SESSION NINE: THE NARRATIVE SPIRAL
In another shocking development in this course, Dr. Nancy Knowlton(of the Smithsonian Institution and member of the National Academy of Sciences) listened to Park Howell talk about his concept of “The Narrative Spiral,” and immediately saw the relevance to her work on “Earth Optimism” and the entire history of the American environmental movement of the past century. She brings both the monomyth template and the larger scale pattern of the Narrative Spiral to make sense of the long term journey of the environmental community in general.
SESSION TEN: NARRATIVE SELECTION
A rather communications-challenged climate scientist once said to me, “Randy, you just think the ABT is a hammer and everything is a nail.” Imagine telling a molecular biologist, “You just think DNA is a hammer and everything in life is a nail.” Um, yeah, actually it is. And actually, Park Howell said long ago, when he first absorbed the ABT that it is “The DNA of Story.” Thus I titled my fourth book, “Narrative Is Everything.” It really is. This final session brings the entire course together for the grand synthesis as most, if not all, of the participants exit the course with a new realization of the overwhelming and ubiquitous power of narrative structure.
Would you pick and choose a handful of scenes from “The Wizard of Oz” then feel like you “got it” on the overall story? The Narrative Blitz is going to play more like a movie than a symposium. It’s going to BUILD. The first two sessions will lay down the foundation, the second two sessions will draw on them and hopefully deliver some deeper insights for you. Which means you need to join us for the entire ride. Come on, it’s gonna be fun AND memorable. Also, another piece of advice: BRING A PROBLEM that you’re working on. You’ll get lots more out of it if you do.
RSVP NOW: If you haven’t RSVP’ed for the NARRATIVE BLITZ (on Wednesday, April 14 at 11:00 a.m. PDT) or don’t even know what it is, click HERE.
THE BLITZ WILL BE INTERACTIVE: There will be Q&A sessions for each of the 5 half hour blocks, we’ll be looking to Twitter for your questions.
IN FOR A PENNY, IN FOR A POUND — DON’T PICK AND CHOOSE — TAKE THE WHOLE RIDE!
THE NARRATIVE BLITZ IS NOT A SYMPOSIUM, IT’S A FILM.
Think about what this means. You don’t want to pick and choose among the 20 four minute talks, like a symposium. You want to watch EVERYTHING in sequence, like a film.
Why? Because it BUILDS. We’re pulling the final pieces together as I type this, and now viewing entire blocks.
We’re being hit by a realization: It’s a feature film.
Here’s some other pieces of advice for your viewing on Wednesday.
NARRATIVE STRUCTURE: There are four main sessions. The 1st two lay the groundwork for the 2nd two.
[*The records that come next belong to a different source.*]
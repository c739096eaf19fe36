//! Output formatting for significance results.
//!
//! This module provides formatters for displaying `SignificanceResult` in the
//! formats the surrounding application consumes:
//! - Terminal: Human-readable output with colors and box drawing
//! - JSON: Machine-readable serialization for the export layer
//! - Chart: Bar magnitudes and summary-table rows for the chart renderer and
//!   PDF export

pub mod chart;
mod json;
mod terminal;

pub use chart::{chart_data, summary_rows, ChartData, SummaryRow};
pub use json::{to_json, to_json_pretty};
pub use terminal::format_result;
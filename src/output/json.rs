//! JSON serialization of significance results.
//!
//! The export layer persists and ships results as JSON. Note that
//! `serde_json` serializes the non-finite `f64` values a degenerate result
//! can carry (`NaN`, infinite lift) as `null`, which downstream consumers
//! treat the same as the checked accessors returning `None`.

use crate::result::SignificanceResult;

/// Serialize a result to a compact JSON string.
pub fn to_json(result: &SignificanceResult) -> serde_json::Result<String> {
    serde_json::to_string(result)
}

/// Serialize a result to a pretty-printed JSON string.
pub fn to_json_pretty(result: &SignificanceResult) -> serde_json::Result<String> {
    serde_json::to_string_pretty(result)
}

#[cfg(test)]
mod tests {
    use super::*;
    use crate::analysis::compute_significance;
    use crate::types::GroupObservation;

    #[test]
    fn json_contains_all_fields() {
        let result = compute_significance(
            &GroupObservation::new(100, 1000),
            &GroupObservation::new(150, 1000),
        );
        let json = to_json(&result).unwrap();

        for field in [
            "control_rate",
            "experiment_rate",
            "z_score",
            "p_value",
            "relative_lift",
            "is_significant",
        ] {
            assert!(json.contains(field), "missing {} in {}", field, json);
        }
    }

    #[test]
    fn degenerate_values_serialize_as_null() {
        let result = compute_significance(
            &GroupObservation::new(0, 1000),
            &GroupObservation::new(0, 1000),
        );
        let json = to_json(&result).unwrap();
        let value: serde_json::Value = serde_json::from_str(&json).unwrap();

        assert!(value["p_value"].is_null());
        assert!(value["relative_lift"].is_null());
        assert_eq!(value["is_significant"], serde_json::Value::Bool(false));
    }

    #[test]
    fn pretty_output_is_multiline() {
        let result = compute_significance(
            &GroupObservation::new(50, 1000),
            &GroupObservation::new(52, 1000),
        );
        let pretty = to_json_pretty(&result).unwrap();
        assert!(pretty.lines().count() > 1);
    }
}
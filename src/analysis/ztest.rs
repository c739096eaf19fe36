//! Two-proportion z-test with pooled variance.
//!
//! This module implements the significance engine for a two-variant A/B test.
//! Under the null hypothesis of no difference, both variants share one
//! conversion rate, estimated by pooling the samples:
//!
//! ```text
//! p_hat = (c_ctl + c_exp) / (n_ctl + n_exp)
//! se    = sqrt(p_hat * (1 - p_hat) * (1/n_ctl + 1/n_exp))
//! z     = |r_exp - r_ctl| / se
//! ```
//!
//! The two-tailed p-value comes from the standard normal distribution and the
//! verdict applies the fixed 0.05 threshold.
//!
//! ## Degenerate inputs
//!
//! A zero standard error (both variants converted at 0% or both at 100%)
//! always coincides with a zero rate difference, so z is 0/0 = `NaN` and the
//! p-value is `NaN`; `NaN < 0.05` is false, so such inputs are never
//! significant. A zero control rate makes the relative lift infinite (or
//! `NaN` for 0/0). Both propagate into the raw result fields unclamped; the
//! checked accessors on [`SignificanceResult`] cover display.

use crate::constants::SIGNIFICANCE_THRESHOLD;
use crate::result::SignificanceResult;
use crate::statistics::two_tailed_p;
use crate::types::GroupObservation;

/// Evaluate a two-variant test with a two-proportion pooled z-test.
///
/// Pure function: no side effects, no shared state, safe to call on every
/// keystroke of a results-entry form and for many tests concurrently.
///
/// # Arguments
///
/// * `control` - Baseline counts; `impressions` must be >= 1
/// * `experiment` - Treatment counts; `impressions` must be >= 1
///
/// # Returns
///
/// A [`SignificanceResult`] with both rates, the absolute z statistic, the
/// two-tailed p-value, the relative lift in percent, and the verdict.
pub fn compute_significance(
    control: &GroupObservation,
    experiment: &GroupObservation,
) -> SignificanceResult {
    let control_rate = control.rate();
    let experiment_rate = experiment.rate();

    let pooled = (control.conversions + experiment.conversions) as f64
        / (control.impressions + experiment.impressions) as f64;

    let standard_error = (pooled
        * (1.0 - pooled)
        * (1.0 / control.impressions as f64 + 1.0 / experiment.impressions as f64))
        .sqrt();

    let z_score = ((experiment_rate - control_rate) / standard_error).abs();
    let p_value = two_tailed_p(z_score);

    let relative_lift = (experiment_rate - control_rate) / control_rate * 100.0;

    SignificanceResult {
        control_rate,
        experiment_rate,
        z_score,
        p_value,
        relative_lift,
        is_significant: p_value < SIGNIFICANCE_THRESHOLD,
    }
}
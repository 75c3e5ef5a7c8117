use anyhow::Result;
use serde::Serialize;
use std::io::Write;

use crate::cache::{Cached, UpdateInfo};
use crate::config::OutputFormat;
use crate::tracked::ConsolidatedStatus;

use super::report::HistoryReport;

#[derive(Serialize)]
#[serde(rename_all = "camelCase")]
struct StatusDocument<'a> {
    #[serde(flatten)]
    status: &'a ConsolidatedStatus,
    update_info: &'a UpdateInfo,
}

/// Writes a status in a machine-friendly format.
///
/// - JSON: the status with its `updateInfo` attached
/// - Text: the plain-text rendering, one entry per block
pub fn export_status(
    cached: &Cached<ConsolidatedStatus>,
    format: OutputFormat,
    pretty: bool,
    output: &mut dyn Write,
) -> Result<()> {
    match format {
        OutputFormat::Summary => {
            // Summary format is handled separately in cli.rs
            unreachable!("Summary format should be handled in CLI")
        }
        OutputFormat::Json => write_json(
            &StatusDocument {
                status: &cached.value,
                update_info: &cached.info,
            },
            pretty,
            output,
        ),
        OutputFormat::Text => {
            write!(output, "{}", cached.value)?;
            writeln!(
                output,
                "hash {} (refreshing: {}, running: {})",
                cached.info.hash_code_hex, cached.info.update_required, cached.info.running_updates
            )?;
            Ok(())
        }
    }
}

pub fn export_history(
    report: &HistoryReport,
    format: OutputFormat,
    pretty: bool,
    output: &mut dyn Write,
) -> Result<()> {
    match format {
        OutputFormat::Summary => {
            unreachable!("Summary format should be handled in CLI")
        }
        OutputFormat::Json => write_json(report, pretty, output),
        OutputFormat::Text => {
            write!(output, "{report}")?;
            Ok(())
        }
    }
}

/// Writes only the update info, for polling clients.
pub fn export_update_info(info: &UpdateInfo, pretty: bool, output: &mut dyn Write) -> Result<()> {
    write_json(info, pretty, output)
}

fn write_json<T: Serialize + ?Sized>(value: &T, pretty: bool, output: &mut dyn Write) -> Result<()> {
    let json = if pretty {
        serde_json::to_string_pretty(value)?
    } else {
        serde_json::to_string(value)?
    };
    writeln!(output, "{json}")?;
    Ok(())
}

#[cfg(test)]
mod tests {
    use super::*;
    use crate::error::PartialDataWarning;
    use std::sync::Arc;

    fn cached() -> Cached<ConsolidatedStatus> {
        let mut status = ConsolidatedStatus::new("master");
        status.warnings.push(PartialDataWarning::new("down", "unreachable"));
        status.post_process(1);
        Cached {
            value: Arc::new(status),
            info: UpdateInfo {
                update_required: false,
                running_updates: 1,
                hash_code_hex: "ff00".to_string(),
            },
        }
    }

    #[test]
    fn json_status_carries_update_info() {
        let mut buffer = Vec::new();
        export_status(&cached(), OutputFormat::Json, false, &mut buffer).unwrap();

        let value: serde_json::Value = serde_json::from_slice(&buffer).unwrap();
        assert_eq!(value["trackedBranch"], "master");
        assert_eq!(value["runningUpdates"], 1);
        assert_eq!(value["updateInfo"]["hashCodeHex"], "ff00");
        assert_eq!(value["warnings"][0]["entity"], "down");
    }

    #[test]
    fn text_status_ends_with_hash() {
        let mut buffer = Vec::new();
        export_status(&cached(), OutputFormat::Text, false, &mut buffer).unwrap();

        let text = String::from_utf8(buffer).unwrap();
        assert!(text.starts_with("master: 0 failed"));
        assert!(text.contains("warning: down: unreachable"));
        assert!(text.trim_end().ends_with("hash ff00 (refreshing: false, running: 1)"));
    }

    #[test]
    fn update_info_is_compact_unless_pretty() {
        let info = cached().info;

        let mut compact = Vec::new();
        export_update_info(&info, false, &mut compact).unwrap();
        let mut pretty = Vec::new();
        export_update_info(&info, true, &mut pretty).unwrap();

        assert_eq!(String::from_utf8(compact).unwrap().lines().count(), 1);
        assert!(String::from_utf8(pretty).unwrap().lines().count() > 1);
    }

    #[test]
    fn history_json_uses_camel_case() {
        let report = HistoryReport {
            tracked_branch: "master".to_string(),
            dates: vec!["19.02.2018".to_string()],
            rows: vec![],
            threshold: 0.2,
            low_pass_rate: vec![],
            warnings: vec![],
        };

        let mut buffer = Vec::new();
        export_history(&report, OutputFormat::Json, false, &mut buffer).unwrap();

        let value: serde_json::Value = serde_json::from_slice(&buffer).unwrap();
        assert_eq!(value["trackedBranch"], "master");
        assert_eq!(value["lowPassRate"], serde_json::json!([]));
    }
}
Which means, the 1st hour lays the groundwork for the 2nd hour, then I’ll come along with the final session to demonstrate the ABT Build process and answer overall questions.
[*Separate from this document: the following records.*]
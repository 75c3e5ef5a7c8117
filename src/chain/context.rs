use std::cmp::Reverse;
use std::sync::OnceLock;

use chrono::{DateTime, FixedOffset};
use serde::{Deserialize, Serialize};

use super::keys::{BuildRef, BuildState};
use crate::error::PartialDataWarning;

/// Full build record as returned by a CI server.
#[derive(Debug, Clone, PartialEq, Serialize, Deserialize)]
pub struct Build {
    pub id: u64,
    pub suite_id: String,
    pub branch_name: String,
    pub state: BuildState,
    pub status: Option<String>,
    /// Finish timestamp in the server's own offset.
    pub finish_date: Option<DateTime<FixedOffset>>,
    pub snapshot_dependencies: Vec<BuildRef>,
    pub web_url: Option<String>,
}

impl Build {
    pub fn to_ref(&self) -> BuildRef {
        BuildRef::new(self.id, self.suite_id.clone(), self.branch_name.clone())
            .with_state(self.state)
    }

    /// Server-local calendar day of the finish timestamp, as `YYYYMMDD`.
    pub fn finish_day(&self) -> Option<String> {
        self.finish_date.map(|d| d.format("%Y%m%d").to_string())
    }
}

#[derive(Debug, Clone, PartialEq, Eq, Hash, Serialize, Deserialize)]
#[serde(rename_all = "snake_case")]
pub enum ProblemKind {
    FailedTests,
    JvmCrash,
    ExecutionTimeout,
    OutOfMemory,
    Other(String),
}

impl ProblemKind {
    pub fn from_type(problem_type: &str) -> Self {
        match problem_type {
            "TC_FAILED_TESTS" => Self::FailedTests,
            "TC_JVM_CRASH" => Self::JvmCrash,
            "TC_EXECUTION_TIMEOUT" => Self::ExecutionTimeout,
            "TC_OOME" => Self::OutOfMemory,
            other => Self::Other(other.to_string()),
        }
    }

    pub fn label(&self) -> &str {
        match self {
            Self::FailedTests => "failed tests",
            Self::JvmCrash => "JVM crash",
            Self::ExecutionTimeout => "timeout",
            Self::OutOfMemory => "OOM",
            Self::Other(t) => t,
        }
    }

    fn is_critical(&self) -> bool {
        matches!(self, Self::JvmCrash | Self::ExecutionTimeout | Self::OutOfMemory)
    }
}

/// One suite's run result within a chain.
#[derive(Debug, Clone, PartialEq, Serialize, Deserialize)]
pub struct BuildRunContext {
    pub build_id: u64,
    pub suite_id: String,
    pub suite_name: String,
    pub branch_name: String,
    pub state: BuildState,
    pub failed_tests: usize,
    pub muted_tests: usize,
    pub total_tests: usize,
    pub problems: Vec<ProblemKind>,
    /// Externally supplied contact for the suite, if any.
    pub contact_person: Option<String>,
    pub web_url: Option<String>,
}

impl BuildRunContext {
    /// Crash, timeout or OOM: the suite did not run to completion.
    pub fn has_critical_problem(&self) -> bool {
        self.problems.iter().any(ProblemKind::is_critical)
    }

    pub fn has_nontest_build_problem(&self) -> bool {
        self.problems.iter().any(|p| *p != ProblemKind::FailedTests)
    }

    pub fn is_running(&self) -> bool {
        !self.state.is_finished()
    }

    /// A run counts as passed when no test failed and nothing else broke the build.
    pub fn is_ok(&self) -> bool {
        self.failed_tests == 0 && !self.has_nontest_build_problem()
    }
}

/// Merged result of one or more chain roots and their sub-builds.
#[derive(Debug, Clone, Default, Serialize, Deserialize)]
pub struct ChainRunContext {
    roots: Vec<BuildRef>,
    suites: Vec<BuildRunContext>,
    warnings: Vec<PartialDataWarning>,
    #[serde(skip)]
    running: OnceLock<usize>,
}

impl ChainRunContext {
    /// Suites are ordered by name (byte order), newest build first within a suite,
    /// independent of the order they were loaded in.
    pub fn new(
        roots: Vec<BuildRef>,
        mut suites: Vec<BuildRunContext>,
        warnings: Vec<PartialDataWarning>,
    ) -> Self {
        suites.sort_by(|a, b| {
            a.suite_name
                .cmp(&b.suite_name)
                .then_with(|| Reverse(a.build_id).cmp(&Reverse(b.build_id)))
        });

        Self {
            roots,
            suites,
            warnings,
            running: OnceLock::new(),
        }
    }

    pub fn roots(&self) -> &[BuildRef] {
        &self.roots
    }

    pub fn suites(&self) -> &[BuildRunContext] {
        &self.suites
    }

    pub fn warnings(&self) -> &[PartialDataWarning] {
        &self.warnings
    }

    /// Number of suites with a problem other than failed tests.
    pub fn build_problems(&self) -> usize {
        self.suites
            .iter()
            .filter(|s| s.has_nontest_build_problem())
            .count()
    }

    pub fn failed_tests(&self) -> usize {
        self.suites.iter().map(|s| s.failed_tests).sum()
    }

    pub fn muted_tests(&self) -> usize {
        self.suites.iter().map(|s| s.muted_tests).sum()
    }

    pub fn total_tests(&self) -> usize {
        self.suites.iter().map(|s| s.total_tests).sum()
    }

    /// Sub-builds that are still queued or running.
    pub fn running_updates(&self) -> usize {
        *self
            .running
            .get_or_init(|| self.suites.iter().filter(|s| s.is_running()).count())
    }
}

/// Outcome of a deeper build-log scan.
#[derive(Debug, Clone, Default, PartialEq, Eq, Serialize, Deserialize)]
pub struct LogCheckResult {
    pub build_id: u64,
    pub last_started_test: Option<String>,
    pub out_of_memory_lines: usize,
    pub jvm_crash_lines: usize,
}

#[cfg(test)]
pub(crate) fn suite_run(build_id: u64, suite_name: &str) -> BuildRunContext {
    BuildRunContext {
        build_id,
        suite_id: format!("{suite_name}_Id"),
        suite_name: suite_name.to_string(),
        branch_name: "master".to_string(),
        state: BuildState::Finished,
        failed_tests: 0,
        muted_tests: 0,
        total_tests: 10,
        problems: vec![],
        contact_person: None,
        web_url: None,
    }
}

#[cfg(test)]
mod tests {
    use super::*;
    use chrono::TimeZone;

    #[test]
    fn suites_are_sorted_by_name_then_newest_build() {
        let ctx = ChainRunContext::new(
            vec![],
            vec![
                suite_run(1, "Zookeeper"),
                suite_run(2, "Basic"),
                suite_run(5, "Cache"),
                suite_run(7, "Cache"),
            ],
            vec![],
        );

        let order: Vec<(&str, u64)> = ctx
            .suites()
            .iter()
            .map(|s| (s.suite_name.as_str(), s.build_id))
            .collect();
        assert_eq!(
            order,
            vec![("Basic", 2), ("Cache", 7), ("Cache", 5), ("Zookeeper", 1)]
        );
    }

    #[test]
    fn suite_order_is_case_sensitive() {
        let ctx = ChainRunContext::new(
            vec![],
            vec![suite_run(1, "basic"), suite_run(2, "Cache")],
            vec![],
        );

        assert_eq!(ctx.suites()[0].suite_name, "Cache");
    }

    #[test]
    fn metrics_sum_over_suites() {
        let mut failing = suite_run(1, "A");
        failing.failed_tests = 3;
        failing.muted_tests = 1;
        failing.problems = vec![ProblemKind::FailedTests];

        let mut crashed = suite_run(2, "B");
        crashed.problems = vec![ProblemKind::JvmCrash];
        crashed.state = BuildState::Running;

        let ctx = ChainRunContext::new(vec![], vec![failing, crashed], vec![]);

        assert_eq!(ctx.failed_tests(), 3);
        assert_eq!(ctx.muted_tests(), 1);
        assert_eq!(ctx.total_tests(), 20);
        assert_eq!(ctx.build_problems(), 1, "failed tests alone are not a build problem");
        assert_eq!(ctx.running_updates(), 1);
    }

    #[test]
    fn ok_requires_no_failures_and_no_nontest_problem() {
        let mut run = suite_run(1, "A");
        assert!(run.is_ok());

        run.problems = vec![ProblemKind::Other("TC_EXIT_CODE".to_string())];
        assert!(!run.is_ok());

        run.problems.clear();
        run.failed_tests = 1;
        assert!(!run.is_ok());
    }

    #[test]
    fn problem_types_map_to_kinds() {
        assert_eq!(ProblemKind::from_type("TC_OOME"), ProblemKind::OutOfMemory);
        assert_eq!(
            ProblemKind::from_type("TC_EXECUTION_TIMEOUT"),
            ProblemKind::ExecutionTimeout
        );
        assert_eq!(
            ProblemKind::from_type("TC_EXIT_CODE"),
            ProblemKind::Other("TC_EXIT_CODE".to_string())
        );
    }

    #[test]
    fn finish_day_uses_server_offset() {
        let offset = FixedOffset::east_opt(3 * 3600).unwrap();
        let build = Build {
            id: 1,
            suite_id: "RunAll".to_string(),
            branch_name: "master".to_string(),
            state: BuildState::Finished,
            status: Some("SUCCESS".to_string()),
            // 22:30 UTC on Feb 18 is already Feb 19 at +03:00
            finish_date: Some(offset.with_ymd_and_hms(2018, 2, 19, 1, 30, 0).unwrap()),
            snapshot_dependencies: vec![],
            web_url: None,
        };

        assert_eq!(build.finish_day().as_deref(), Some("20180219"));
    }
}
FIRST HOUR: It’s “nuts and bolts” material, introducing the Narrative Tools and explaining how they are applied.
SECOND HOUR: Putting it all to work, both in terms of what we’ve learned about the ABT Framework, & using it in the REAL WORLD (title of the last section).
BREAKTHROUGH MOMENTS: If you take the full two hour journey of the four sessions, you’ll find the first hour interesting and engaging, but it’s the second hour where you should have some, “ah-ha” moments. This stuff is about narrative. Narrative is what underpins stories, and stories are all about MOMENTS.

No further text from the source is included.